Your assignment —
Down to the last line, set the entries down again exactly.

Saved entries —
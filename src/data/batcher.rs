// ============================================================
// Layer 4 — Dialogue Batcher
// ============================================================
// Implements Burn's Batcher trait to turn a Vec<DialogueSample>
// into the six tensors the model consumes.
//
// Samples have different lengths, so every sequence is padded
// to the longest one in the batch (S):
//
//   token_ids, type_ids, pos_ids : [batch, S]     (Int)
//   generation_mask              : [batch, S, S]  (Int, 1 = may attend)
//   tgt_label                    : [T]            (Int)
//   tgt_pos                      : [T]            (Int)
//
// Targets are packed: T is the number of target tokens in the
// whole batch and tgt_pos indexes the flattened [batch * S]
// hidden states, i.e. b * S + position.
//
// Generation mask for a sample with src_len context tokens:
//   - context rows attend every context column
//   - response rows attend every context column and response
//     columns up to and including themselves
//   - padding rows attend only themselves
//
// Reference: Burn Book §4 (Batcher)

use burn::{
    data::dataloader::batcher::Batcher,
    prelude::*,
};

use crate::data::dataset::DialogueSample;

// ─── DialogueBatch ────────────────────────────────────────────────────────────
/// A padded batch ready for the forward pass.
#[derive(Debug, Clone)]
pub struct DialogueBatch<B: Backend> {
    pub token_ids:       Tensor<B, 2, Int>,
    pub type_ids:        Tensor<B, 2, Int>,
    pub pos_ids:         Tensor<B, 2, Int>,
    pub generation_mask: Tensor<B, 3, Int>,
    pub tgt_label:       Tensor<B, 1, Int>,
    pub tgt_pos:         Tensor<B, 1, Int>,
}

impl<B: Backend> DialogueBatch<B> {
    /// Number of target tokens scored in this batch
    pub fn target_count(&self) -> usize {
        self.tgt_label.dims()[0]
    }
}

// ─── DialogueBatcher ──────────────────────────────────────────────────────────
#[derive(Clone, Debug)]
pub struct DialogueBatcher<B: Backend> {
    /// The device to create tensors on
    pub device: B::Device,
    /// Token id written into padding positions
    pub pad_id: u32,
}

impl<B: Backend> DialogueBatcher<B> {
    pub fn new(device: B::Device, pad_id: u32) -> Self {
        Self { device, pad_id }
    }
}

/// Row-major [seq_len, seq_len] mask for one sample padded to `seq_len`.
pub fn generation_mask(src_len: usize, len: usize, seq_len: usize) -> Vec<i32> {
    let mut mask = vec![0i32; seq_len * seq_len];
    for row in 0..seq_len {
        for col in 0..seq_len {
            let allowed = if row >= len {
                col == row
            } else if col >= len {
                false
            } else if row < src_len {
                col < src_len
            } else {
                col < src_len || col <= row
            };
            if allowed {
                mask[row * seq_len + col] = 1;
            }
        }
    }
    mask
}

impl<B: Backend> Batcher<DialogueSample, DialogueBatch<B>> for DialogueBatcher<B> {
    fn batch(&self, items: Vec<DialogueSample>) -> DialogueBatch<B> {
        let batch_size = items.len();
        let seq_len    = items.iter().map(DialogueSample::len).max().unwrap_or(0);

        let mut tokens    = Vec::with_capacity(batch_size * seq_len);
        let mut types     = Vec::with_capacity(batch_size * seq_len);
        let mut positions = Vec::with_capacity(batch_size * seq_len);
        let mut masks     = Vec::with_capacity(batch_size * seq_len * seq_len);
        let mut labels    = Vec::new();
        let mut label_pos = Vec::new();

        for (b, sample) in items.iter().enumerate() {
            let pad = seq_len - sample.len();

            tokens.extend(sample.token_ids.iter().map(|&x| x as i32));
            tokens.extend(std::iter::repeat(self.pad_id as i32).take(pad));

            types.extend(sample.type_ids.iter().map(|&x| x as i32));
            types.extend(std::iter::repeat(0).take(pad));

            positions.extend(sample.pos_ids.iter().map(|&x| x as i32));
            positions.extend(std::iter::repeat(0).take(pad));

            masks.extend(generation_mask(sample.src_len, sample.len(), seq_len));

            labels.extend(sample.labels.iter().map(|&x| x as i32));
            label_pos.extend(
                sample.label_positions.iter().map(|&p| (b * seq_len + p) as i32),
            );
        }

        let token_ids = Tensor::<B, 1, Int>::from_ints(tokens.as_slice(), &self.device)
            .reshape([batch_size, seq_len]);
        let type_ids = Tensor::<B, 1, Int>::from_ints(types.as_slice(), &self.device)
            .reshape([batch_size, seq_len]);
        let pos_ids = Tensor::<B, 1, Int>::from_ints(positions.as_slice(), &self.device)
            .reshape([batch_size, seq_len]);
        let generation_mask = Tensor::<B, 1, Int>::from_ints(masks.as_slice(), &self.device)
            .reshape([batch_size, seq_len, seq_len]);
        let tgt_label = Tensor::<B, 1, Int>::from_ints(labels.as_slice(), &self.device);
        let tgt_pos   = Tensor::<B, 1, Int>::from_ints(label_pos.as_slice(), &self.device);

        DialogueBatch { token_ids, type_ids, pos_ids, generation_mask, tgt_label, tgt_pos }
    }
}

// ─── Unit Tests ───────────────────────────────────────────────────────────────
#[cfg(test)]
mod tests {
    use super::*;
    use burn::backend::NdArray;

    type TestBackend = NdArray;

    fn ints<const D: usize>(t: Tensor<TestBackend, D, Int>) -> Vec<i64> {
        t.into_data().iter::<i64>().collect()
    }

    #[test]
    fn test_generation_mask_layout() {
        // src_len 2, len 4, padded to 5
        let m = generation_mask(2, 4, 5);
        let rows: Vec<&[i32]> = m.chunks(5).collect();
        assert_eq!(rows[0], &[1, 1, 0, 0, 0]);
        assert_eq!(rows[1], &[1, 1, 0, 0, 0]);
        assert_eq!(rows[2], &[1, 1, 1, 0, 0]);
        assert_eq!(rows[3], &[1, 1, 1, 1, 0]);
        assert_eq!(rows[4], &[0, 0, 0, 0, 1]);
    }

    #[test]
    fn test_batch_shapes_and_packed_targets() {
        let long  = DialogueSample::from_ids(&[vec![10, 11]], &[20], 2, 3, 32);
        let short = DialogueSample::from_ids(&[vec![10]], &[20], 2, 3, 32);
        assert_eq!((long.len(), short.len()), (7, 6));

        let batcher = DialogueBatcher::<TestBackend>::new(Default::default(), 0);
        let batch = batcher.batch(vec![long.clone(), short.clone()]);

        assert_eq!(batch.token_ids.dims(), [2, 7]);
        assert_eq!(batch.generation_mask.dims(), [2, 7, 7]);
        assert_eq!(batch.target_count(), long.labels.len() + short.labels.len());

        // second sample is padded with the pad id
        let tokens = ints(batch.token_ids);
        assert_eq!(tokens[13], 0);

        // packed positions index the flattened [batch * seq] layout
        let pos = ints(batch.tgt_pos);
        assert_eq!(pos[0], long.label_positions[0] as i64);
        assert_eq!(pos[long.labels.len()], (7 + short.label_positions[0]) as i64);
    }
}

Your response —
filename src/data/batcher.rs
// ============================================================
// Layer 4 — Dialogue Batcher
// ============================================================
// Implements Burn's Batcher trait to turn a Vec<DialogueSample>
// into the six tensors the model consumes.
//
// Samples have different lengths, so every sequence is padded
// to the longest one in the batch (S):
//
//   token_ids, type_ids, pos_ids : [batch, S]     (Int)
//   generation_mask              : [batch, S, S]  (Int, 1 = may attend)
//   tgt_label                    : [T]            (Int)
//   tgt_pos                      : [T]            (Int)
//
// Targets are packed: T is the number of target tokens in the
// whole batch and tgt_pos indexes the flattened [batch * S]
// hidden states, i.e. b * S + position.
//
// Generation mask for a sample with src_len context tokens:
//   - context rows attend every context column
//   - response rows attend every context column and response
//     columns up to and including themselves
//   - padding rows attend only themselves
//
// Reference: Burn Book §4 (Batcher)

use burn::{
    data::dataloader::batcher::Batcher,
    prelude::*,
};

use crate::data::dataset::DialogueSample;

// ─── DialogueBatch ────────────────────────────────────────────────────────────
/// A padded batch ready for the forward pass.
#[derive(Debug, Clone)]
pub struct DialogueBatch<B: Backend> {
    pub token_ids:       Tensor<B, 2, Int>,
    pub type_ids:        Tensor<B, 2, Int>,
    pub pos_ids:         Tensor<B, 2, Int>,
    pub generation_mask: Tensor<B, 3, Int>,
    pub tgt_label:       Tensor<B, 1, Int>,
    pub tgt_pos:         Tensor<B, 1, Int>,
}

impl<B: Backend> DialogueBatch<B> {
    /// Number of target tokens scored in this batch
    pub fn target_count(&self) -> usize {
        self.tgt_label.dims()[0]
    }
}

// ─── DialogueBatcher ──────────────────────────────────────────────────────────
#[derive(Clone, Debug)]
pub struct DialogueBatcher<B: Backend> {
    /// The device to create tensors on
    pub device: B::Device,
    /// Token id written into padding positions
    pub pad_id: u32,
}

impl<B: Backend> DialogueBatcher<B> {
    pub fn new(device: B::Device, pad_id: u32) -> Self {
        Self { device, pad_id }
    }
}

/// Row-major [seq_len, seq_len] mask for one sample padded to `seq_len`.
pub fn generation_mask(src_len: usize, len: usize, seq_len: usize) -> Vec<i32> {
    let mut mask = vec![0i32; seq_len * seq_len];
    for row in 0..seq_len {
        for col in 0..seq_len {
            let allowed = if row >= len {
                col == row
            } else if col >= len {
                false
            } else if row < src_len {
                col < src_len
            } else {
                col < src_len || col <= row
            };
            if allowed {
                mask[row * seq_len + col] = 1;
            }
        }
    }
    mask
}

impl<B: Backend> Batcher<DialogueSample, DialogueBatch<B>> for DialogueBatcher<B> {
    fn batch(&self, items: Vec<DialogueSample>) -> DialogueBatch<B> {
        let batch_size = items.len();
        let seq_len    = items.iter().map(DialogueSample::len).max().unwrap_or(0);

        let mut tokens    = Vec::with_capacity(batch_size * seq_len);
        let mut types     = Vec::with_capacity(batch_size * seq_len);
        let mut positions = Vec::with_capacity(batch_size * seq_len);
        let mut masks     = Vec::with_capacity(batch_size * seq_len * seq_len);
        let mut labels    = Vec::new();
        let mut label_pos = Vec::new();

        for (b, sample) in items.iter().enumerate() {
            let pad = seq_len - sample.len();

            tokens.extend(sample.token_ids.iter().map(|&x| x as i32));
            tokens.extend(std::iter::repeat(self.pad_id as i32).take(pad));

            types.extend(sample.type_ids.iter().map(|&x| x as i32));
            types.extend(std::iter::repeat(0).take(pad));

            positions.extend(sample.pos_ids.iter().map(|&x| x as i32));
            positions.extend(std::iter::repeat(0).take(pad));

            masks.extend(generation_mask(sample.src_len, sample.len(), seq_len));

            labels.extend(sample.labels.iter().map(|&x| x as i32));
            label_pos.extend(
                sample.label_positions.iter().map(|&p| (b * seq_len + p) as i32),
            );
        }

        let token_ids = Tensor::<B, 1, Int>::from_ints(tokens.as_slice(), &self.device)
            .reshape([batch_size, seq_len]);
        let type_ids = Tensor::<B, 1, Int>::from_ints(types.as_slice(), &self.device)
            .reshape([batch_size, seq_len]);
        let pos_ids = Tensor::<B, 1, Int>::from_ints(positions.as_slice(), &self.device)
            .reshape([batch_size, seq_len]);
        let generation_mask = Tensor::<B, 1, Int>::from_ints(masks.as_slice(), &self.device)
            .reshape([batch_size, seq_len, seq_len]);
        let tgt_label = Tensor::<B, 1, Int>::from_ints(labels.as_slice(), &self.device);
        let tgt_pos   = Tensor::<B, 1, Int>::from_ints(label_pos.as_slice(), &self.device);

        DialogueBatch { token_ids, type_ids, pos_ids, generation_mask, tgt_label, tgt_pos }
    }
}

// ─── Unit Tests ───────────────────────────────────────────────────────────────
#[cfg(test)]
mod tests {
    use super::*;
    use burn::backend::NdArray;

    type TestBackend = NdArray;

    fn ints<const D: usize>(t: Tensor<TestBackend, D, Int>) -> Vec<i64> {
        t.into_data().iter::<i64>().collect()
    }

    #[test]
    fn test_generation_mask_layout() {
        // src_len 2, len 4, padded to 5
        let m = generation_mask(2, 4, 5);
        let rows: Vec<&[i32]> = m.chunks(5).collect();
        assert_eq!(rows[0], &[1, 1, 0, 0, 0]);
        assert_eq!(rows[1], &[1, 1, 0, 0, 0]);
        assert_eq!(rows[2], &[1, 1, 1, 0, 0]);
        assert_eq!(rows[3], &[1, 1, 1, 1, 0]);
        assert_eq!(rows[4], &[0, 0, 0, 0, 1]);
    }

    #[test]
    fn test_batch_shapes_and_packed_targets() {
        let long  = DialogueSample::from_ids(&[vec![10, 11]], &[20], 2, 3, 32);
        let short = DialogueSample::from_ids(&[vec![10]], &[20], 2, 3, 32);
        assert_eq!((long.len(), short.len()), (7, 6));

        let batcher = DialogueBatcher::<TestBackend>::new(Default::default(), 0);
        let batch = batcher.batch(vec![long.clone(), short.clone()]);

        assert_eq!(batch.token_ids.dims(), [2, 7]);
        assert_eq!(batch.generation_mask.dims(), [2, 7, 7]);
        assert_eq!(batch.target_count(), long.labels.len() + short.labels.len());

        // second sample is padded with the pad id
        let tokens = ints(batch.token_ids);
        assert_eq!(tokens[13], 0);

        // packed positions index the flattened [batch * seq] layout
        let pos = ints(batch.tgt_pos);
        assert_eq!(pos[0], long.label_positions[0] as i64);
        assert_eq!(pos[long.labels.len()], (7 + short.label_positions[0]) as i64);
    }
}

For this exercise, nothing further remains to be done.